Lu Yunan, Li Weiwei, Li Huaxiong, Jia Xiuyi
IEEE Trans Pattern Anal Mach Intell. 2023 Dec;45(12):15364-15379. doi: 10.1109/TPAMI.2023.3300310. Epub 2023 Nov 3.
Label distribution offers more information about label polysemy than logical label. There are presently two approaches to obtaining label distributions: LDL (label distribution learning) and LE (label enhancement). In LDL, experts must annotate training instances with label distributions, and a predictive function is trained on this training set to obtain label distributions. In LE, experts must annotate instances with logical labels, and label distributions are recovered from them. However, LDL is limited by expensive annotations, and LE has no performance guarantee. Therefore, we investigate how to predict label distribution from TMLR (tie-allowed multi-label ranking) which is a compromise on annotation cost but has good performance guarantees. On the one hand, we theoretically dissect the relationship between TMLR and label distribution. We define EAE (expected approximation error) to quantify the quality of an annotation, provide EAE bounds for TMLR, and derive the optimal range of label distributions corresponding to a given TMLR annotation. On the other hand, we propose a framework for predicting label distribution from TMLR via conditional Dirichlet mixtures. This framework blends the procedures of recovering and learning label distributions end-to-end and allows us to effortlessly encode our knowledge by a semi-adaptive scoring function. Extensive experiments validate our proposal.
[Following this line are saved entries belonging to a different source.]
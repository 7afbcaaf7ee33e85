use std::fmt::Display;
use std::ops::Deref;

/// Symbolic values from a constrained domain.
///
/// encoding name = "sym8", encoding code = 0xa3,
/// category = variable, width = 1
/// label="up to 2^8 - 1 seven bit ASCII characters representing a symbolic value"
///
/// encoding name = "sym32", encoding code = 0xb3
/// category = variable, width = 4
/// label="up to 2^32 - 1 seven bit ASCII characters representing a symbolic value"
///
/// Symbol should only contain ASCII characters. The wrapper does not check this; the
/// encoder writes the bytes of the inner string as they are.
#[derive(Debug, Clone, Default, PartialEq, Eq, PartialOrd, Ord, Hash)]
pub struct Symbol(pub String);

impl Symbol {
    /// Creates a new [`Symbol`]
    pub fn new(val: impl Into<String>) -> Self {
        Self(val.into())
    }

    /// Consume the wrapper into the inner string
    pub fn into_inner(self) -> String {
        self.0
    }

    /// Returns the inner value as str
    pub fn as_str(&self) -> &str {
        &self.0[..]
    }
}

impl From<String> for Symbol {
    fn from(val: String) -> Self {
        Self(val)
    }
}

impl From<&str> for Symbol {
    fn from(val: &str) -> Self {
        Self(val.into())
    }
}

impl Deref for Symbol {
    type Target = str;

    fn deref(&self) -> &Self::Target {
        &self.0
    }
}

impl PartialEq<str> for Symbol {
    fn eq(&self, other: &str) -> bool {
        self.0 == other
    }
}

impl PartialEq<&str> for Symbol {
    fn eq(&self, other: &&str) -> bool {
        self.0 == *other
    }
}

impl Display for Symbol {
    fn fmt(&self, f: &mut std::fmt::Formatter<'_>) -> std::fmt::Result {
        f.write_str(&self.0)
    }
}
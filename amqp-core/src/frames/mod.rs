//! Low level framing
//!
//! Two layers: a `tokio_util::codec::LengthDelimitedCodec` splits the byte stream on the
//! 4-byte frame size, and [`amqp::FrameCodec`] reads the rest of the frame header and the
//! performative it carries. The protocol header that precedes all frames has its own codec
//! in [`protocol_header`].

pub mod amqp;
mod error;
pub mod protocol_header;

pub use error::Error;

/// Frame type of AMQP frames
pub const FRAME_TYPE_AMQP: u8 = 0x00;

/// Frame type of SASL frames
pub const FRAME_TYPE_SASL: u8 = 0x01;

/// Size of the fixed frame header, including the size field itself
pub const FRAME_HEADER_SIZE: usize = 8;
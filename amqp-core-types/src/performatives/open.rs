use amqp_value::{primitives::Symbol, Value};

use crate::{
    composite::{composite, field, fields_of, required, symbols, DescribedType},
    definitions::{fields_from_value, fields_to_value, Fields, Milliseconds},
};

/// Negotiate connection parameters.
/// <type name="open" class="composite" source="list" provides="frame">
///     <descriptor name="amqp:open:list" code="0x00000000:0x00000010"/>
/// </type>
#[derive(Debug, Clone, PartialEq)]
pub struct Open {
    /// <field name="container-id" type="string" mandatory="true"/>
    pub container_id: String,

    /// <field name="hostname" type="string"/>
    pub hostname: Option<String>,

    /// <field name="max-frame-size" type="uint" default="4294967295"/>
    pub max_frame_size: MaxFrameSize,

    /// <field name="channel-max" type="ushort" default="65535"/>
    pub channel_max: ChannelMax,

    /// <field name="idle-time-out" type="milliseconds"/>
    pub idle_time_out: Option<Milliseconds>,

    /// <field name="outgoing-locales" type="ietf-language-tag" multiple="true"/>
    pub outgoing_locales: Option<Vec<Symbol>>,

    /// <field name="incoming-locales" type="ietf-language-tag" multiple="true"/>
    pub incoming_locales: Option<Vec<Symbol>>,

    /// <field name="offered-capabilities" type="symbol" multiple="true"/>
    pub offered_capabilities: Option<Vec<Symbol>>,

    /// <field name="desired-capabilities" type="symbol" multiple="true"/>
    pub desired_capabilities: Option<Vec<Symbol>>,

    /// <field name="properties" type="fields"/>
    pub properties: Option<Fields>,
}

impl Open {
    /// Creates an open with the given container id and every other field at its default
    pub fn new(container_id: impl Into<String>) -> Self {
        Self {
            container_id: container_id.into(),
            hostname: None,
            max_frame_size: MaxFrameSize::default(),
            channel_max: ChannelMax::default(),
            idle_time_out: None,
            outgoing_locales: None,
            incoming_locales: None,
            offered_capabilities: None,
            desired_capabilities: None,
            properties: None,
        }
    }
}

/// Proposed maximum frame size
///
/// A simple wrapper over u32 with a default value set to `u32::MAX`
///
/// The largest frame size that the sending peer is able to accept on this connection. If this field
/// is not set it means that the peer does not impose any specific limit. A peer MUST NOT send
/// frames larger than its partner can handle.
#[derive(Debug, Clone, Copy, PartialEq, Eq)]
pub struct MaxFrameSize(pub u32);

impl Default for MaxFrameSize {
    fn default() -> Self {
        MaxFrameSize(u32::MAX)
    }
}

impl From<u32> for MaxFrameSize {
    fn from(value: u32) -> Self {
        Self(value)
    }
}

impl From<MaxFrameSize> for usize {
    fn from(value: MaxFrameSize) -> Self {
        value.0 as usize
    }
}

/// the maximum channel number that can be used on the connection
///
/// This value plus one is the maximum number of sessions that can be simultaneously active on
/// the connection.
#[derive(Debug, Clone, Copy, PartialEq, Eq)]
pub struct ChannelMax(pub u16);

impl Default for ChannelMax {
    fn default() -> Self {
        Self(u16::MAX)
    }
}

impl From<u16> for ChannelMax {
    fn from(value: u16) -> Self {
        Self(value)
    }
}

impl DescribedType for Open {
    const NAME: &'static str = "amqp:open:list";
    const CODE: u64 = 0x0000_0000_0000_0010;
}

impl From<&Open> for Value {
    fn from(open: &Open) -> Self {
        composite::<Open>(vec![
            Some(Value::String(open.container_id.clone())),
            open.hostname.clone().map(Value::String),
            Some(Value::UInt(open.max_frame_size.0)),
            Some(Value::UShort(open.channel_max.0)),
            open.idle_time_out.map(Value::UInt),
            symbols(&open.outgoing_locales),
            symbols(&open.incoming_locales),
            symbols(&open.offered_capabilities),
            symbols(&open.desired_capabilities),
            open.properties.as_ref().map(fields_to_value),
        ])
    }
}

impl TryFrom<&Value> for Open {
    type Error = crate::Error;

    fn try_from(value: &Value) -> Result<Self, Self::Error> {
        let view = fields_of::<Open>(value)?;
        Ok(Self {
            container_id: required(&view, 0, "container-id")?,
            hostname: field(&view, 1)?,
            max_frame_size: field::<u32>(&view, 2)?.map(MaxFrameSize).unwrap_or_default(),
            channel_max: field::<u16>(&view, 3)?.map(ChannelMax).unwrap_or_default(),
            idle_time_out: field(&view, 4)?,
            outgoing_locales: field(&view, 5)?,
            incoming_locales: field(&view, 6)?,
            offered_capabilities: field(&view, 7)?,
            desired_capabilities: field(&view, 8)?,
            properties: view.field(9).map(fields_from_value).transpose()?,
        })
    }
}
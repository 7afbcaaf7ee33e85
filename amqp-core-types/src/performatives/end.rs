use amqp_value::Value;

use crate::{
    composite::{composite, fields_of, DescribedType},
    definitions::Error,
};

/// End the session.
/// <type name="end" class="composite" source="list" provides="frame">
///     <descriptor name="amqp:end:list" code="0x00000000:0x00000017"/>
/// </type>
#[derive(Debug, Clone, Default, PartialEq)]
pub struct End {
    /// <field name="error" type="error"/>
    pub error: Option<Error>,
}

impl DescribedType for End {
    const NAME: &'static str = "amqp:end:list";
    const CODE: u64 = 0x0000_0000_0000_0017;
}

impl From<&End> for Value {
    fn from(end: &End) -> Self {
        composite::<End>(vec![end.error.as_ref().map(Value::from)])
    }
}

impl TryFrom<&Value> for End {
    type Error = crate::Error;

    fn try_from(value: &Value) -> Result<Self, Self::Error> {
        let view = fields_of::<End>(value)?;
        Ok(Self {
            error: view.field(0).map(Error::try_from).transpose()?,
        })
    }
}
标签分布比逻辑标签提供了更多关于标签多义性的信息。目前有两种获取标签分布的方法:标签分布学习(LDL)和标签增强(LE)。在LDL中,专家必须用标签分布对训练实例进行标注,并在这个训练集上训练一个预测函数以获得标签分布。在LE中,专家必须用逻辑标签对实例进行标注,并从这些标注中恢复标签分布。然而,LDL受到昂贵标注的限制,而LE没有性能保证。因此,我们研究如何从允许平局的多标签排序(TMLR)中预测标签分布,TMLR在标注成本上是一种折衷,但具有良好的性能保证。一方面,我们从理论上剖析了TMLR与标签分布之间的关系。我们定义期望近似误差(EAE)来量化标注的质量,为TMLR提供EAE边界,并推导与给定TMLR标注相对应的标签分布的最优范围。另一方面,我们提出了一个通过条件狄利克雷混合从TMLR预测标签分布的框架。这个框架将端到端恢复和学习标签分布的过程融合在一起,并允许我们通过一个半自适应评分函数轻松地编码我们的知识。大量实验验证了我们的提议。